ABSTRACT
Objective: Identify the main clinical indicators for assistance in the Intensive Care Unit (ICU) and map them in the nursing interventions described by the Nursing Interventions Classification (NIC).
Methods: Integrative literature review study, followed by cross-mapping between clinical indicators for assistance in the ICU care and NIC nursing interventions and activities.
Results: 36 articles were identified, which resulted in 285 clinical indicators for ICU care, with mechanical ventilatory assistance, pain, sedation, psychomotor agitation, delirium, anxiety, altered heart rate, diet by naso tube / oroenteral and diarrhea the clinical indicators for assistance in the ICU the most prevalent. These were mapped in 12 Nursing Interventions Classification interventions and 130 nursing activities.
Final considerations: It is concluded that the clinical indicators for ICU care associated with Nursing Interventions Classification are concrete data that assist intensive care nurses in their clinical practice.

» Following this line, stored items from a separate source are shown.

#[cfg(test)]
mod tests {
    use std::collections::HashMap;

    use super::*;
    use crate::config::AttachmentSettings;
    use crate::content::{
        BinaryFile, CollectedFields, Content, ContentError, ContentId, FieldValue,
        InMemoryContentRepository, MockContentRepository,
    };
    use crate::template::{MiniJinjaTemplates, TemplateError};

    const TEMPLATE: &str = "email/contact.html";

    fn config(defaults: &[(&str, &str)]) -> FieldResolutionConfig {
        let mut config = FieldResolutionConfig {
            default_variables: defaults
                .iter()
                .map(|(k, v)| ((*k).to_string(), (*v).to_string()))
                .collect::<HashMap<_, _>>(),
            ..FieldResolutionConfig::default()
        };
        config
            .templates
            .content_types
            .insert("contact_form".to_string(), TEMPLATE.to_string());
        config
    }

    fn contents() -> InMemoryContentRepository {
        let contents = InMemoryContentRepository::new();
        contents.insert(
            Content::new(ContentId(7), "Contact", "contact_form", "eng-GB")
                .with_field("sender", FieldValue::Email("site@example.com".to_string())),
        );
        contents
    }

    fn event() -> SubmissionEvent {
        SubmissionEvent::new(
            "contact_form",
            ContentId(7),
            CollectedFields::new()
                .with("name", FieldValue::TextLine("Alice".to_string()))
                .with("email", FieldValue::Email("alice@example.com".to_string()))
                .with(
                    "cv",
                    FieldValue::BinaryFile(BinaryFile::new(
                        "/var/uploads/cv.pdf",
                        "cv.pdf",
                        "application/pdf",
                    )),
                ),
        )
    }

    fn assembler(source: &str, config: FieldResolutionConfig) -> EmailContentAssembler {
        let templates = MiniJinjaTemplates::from_sources([(TEMPLATE, source)]).unwrap();
        EmailContentAssembler::new(Arc::new(config), Arc::new(templates), Arc::new(contents()))
    }

    #[tokio::test]
    async fn test_build_resolves_every_tier() {
        let assembler = assembler(
            "{% block recipient %}owner@example.com{% endblock %}\
             {% block email %}<p>From {{ collected_fields.name.value }}</p>{% endblock %}",
            config(&[("subject", "New submission")]),
        );

        let email = assembler.build(&event()).await.unwrap();

        assert_eq!(email.recipients(), ["owner@example.com"]);
        assert_eq!(email.sender(), ["site@example.com"]);
        assert_eq!(email.subject(), "New submission");
        assert_eq!(email.body(), "<p>From Alice</p>");
        assert!(email.cc().is_empty());
        assert!(!email.has_attachments());
    }

    #[tokio::test]
    async fn test_recipient_failure_reported_before_subject() {
        let assembler = assembler("{% block email %}x{% endblock %}", config(&[]));

        let error = assembler.build(&event()).await.unwrap_err();
        assert!(matches!(error, InfoCollectionError::MissingValue(field) if field == "recipient"));
    }

    #[tokio::test]
    async fn test_missing_body_block_ignores_defaults() {
        let assembler = assembler(
            "{% block recipient %}owner@example.com{% endblock %}{% block subject %}Hi{% endblock %}",
            config(&[("email", "<p>default body</p>"), ("body", "<p>default body</p>")]),
        );

        let error = assembler.build(&event()).await.unwrap_err();
        match error {
            InfoCollectionError::MissingEmailBlock {
                template,
                available_blocks,
            } => {
                assert_eq!(template, TEMPLATE);
                assert_eq!(available_blocks, vec!["recipient", "subject"]);
            }
            other => panic!("unexpected error: {other}"),
        }
    }

    #[tokio::test]
    async fn test_body_block_inherited_from_base_template() {
        let templates = MiniJinjaTemplates::from_sources([
            (
                "email/base.html",
                "{% block email %}<p>From {{ collected_fields.name.value }}</p>{% endblock %}",
            ),
            (
                TEMPLATE,
                "{% extends \"email/base.html\" %}\
                 {# {% block recipient %}old@example.com{% endblock %} #}\
                 {% block subject %}Contact{% endblock %}",
            ),
        ])
        .unwrap();
        let assembler = EmailContentAssembler::new(
            Arc::new(config(&[("recipient", "owner@example.com")])),
            Arc::new(templates),
            Arc::new(contents()),
        );

        let email = assembler.build(&event()).await.unwrap();

        assert_eq!(email.recipients(), ["owner@example.com"]);
        assert_eq!(email.subject(), "Contact");
        assert_eq!(email.body(), "<p>From Alice</p>");
    }

    #[tokio::test]
    async fn test_body_sees_default_variables() {
        let assembler = assembler(
            "{% block recipient %}owner@example.com{% endblock %}\
             {% block email %}{{ default_variables.signature }}{% endblock %}",
            config(&[("subject", "New submission"), ("signature", "The team")]),
        );

        let email = assembler.build(&event()).await.unwrap();
        assert_eq!(email.body(), "The team");
    }

    #[tokio::test]
    async fn test_cc_bcc_and_attachments() {
        let mut config = config(&[("subject", "New submission"), ("bcc", "audit@example.com")]);
        config.attachments = Some(AttachmentSettings {
            enabled: true,
            content_types: HashMap::new(),
        });
        let assembler = assembler(
            "{% block recipient %}owner@example.com{% endblock %}\
             {% block cc %}a@example.com, nope{% endblock %}\
             {% block email %}body{% endblock %}",
            config,
        );

        let email = assembler.build(&event()).await.unwrap();
        assert_eq!(email.cc(), ["a@example.com"]);
        assert_eq!(email.bcc(), ["audit@example.com"]);
        assert_eq!(email.attachments().len(), 1);
        assert_eq!(email.attachments()[0].file_name, "cv.pdf");
    }

    #[tokio::test]
    async fn test_auto_responder_replies_to_submitter() {
        let assembler = assembler(
            "{% block auto_responder_subject %}Thanks {{ collected_fields.name.value }}{% endblock %}\
             {% block email %}<p>We got your message</p>{% endblock %}",
            config(&[]),
        )
        .kind(MessageKind::AutoResponder);

        let email = assembler.build(&event()).await.unwrap();
        assert_eq!(email.recipients(), ["alice@example.com"]);
        assert_eq!(email.subject(), "Thanks Alice");
    }

    #[tokio::test]
    async fn test_auto_responder_uses_configured_email_field() {
        let assembler = assembler(
            "{% block email %}ok{% endblock %}",
            config(&[
                ("email_field_identifier", "name"),
                ("auto_responder_subject", "Thanks"),
            ]),
        )
        .kind(MessageKind::AutoResponder);

        let error = assembler.build(&event()).await.unwrap_err();
        assert!(matches!(error, InfoCollectionError::MissingValue(field) if field == "recipient"));
    }

    #[tokio::test]
    async fn test_missing_template_propagates() {
        let templates = MiniJinjaTemplates::from_sources::<_, String, String>([]).unwrap();
        let assembler = EmailContentAssembler::new(
            Arc::new(config(&[])),
            Arc::new(templates),
            Arc::new(contents()),
        );

        let error = assembler.build(&event()).await.unwrap_err();
        assert!(matches!(
            error,
            InfoCollectionError::Template(TemplateError::NotFound(name)) if name == TEMPLATE
        ));
    }

    #[tokio::test]
    async fn test_content_not_found_propagates() {
        let mut contents = MockContentRepository::new();
        contents
            .expect_load_content()
            .times(1)
            .returning(|id| Err(ContentError::NotFound(id)));

        let templates =
            MiniJinjaTemplates::from_sources([(TEMPLATE, "{% block email %}x{% endblock %}")])
                .unwrap();
        let assembler = EmailContentAssembler::new(
            Arc::new(config(&[])),
            Arc::new(templates),
            Arc::new(contents),
        );

        let error = assembler.build(&event()).await.unwrap_err();
        assert!(matches!(
            error,
            InfoCollectionError::Content(ContentError::NotFound(ContentId(7)))
        ));
    }
}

Descriptors: Signs and Symptoms; Intensive Care Units; Nursing Care; Health Status Indicators; Standardized Nursing Terminology
RESUMEN
Objetivo: Identificar los principales indicadores clínicos para la asistencia en Unidad de Terapia Intensiva (UTI) y los mapear en las intervenciones de enfermería descriptas por la Nursing Interventions Classification (NIC).
Métodos: Estudio de revisión integrativa de literatura, seguido de mapeo cruzado entre los indicadores clínicos para asistencia en UTI y las intervenciones y actividades de enfermería de la Nursing Interventions Classification.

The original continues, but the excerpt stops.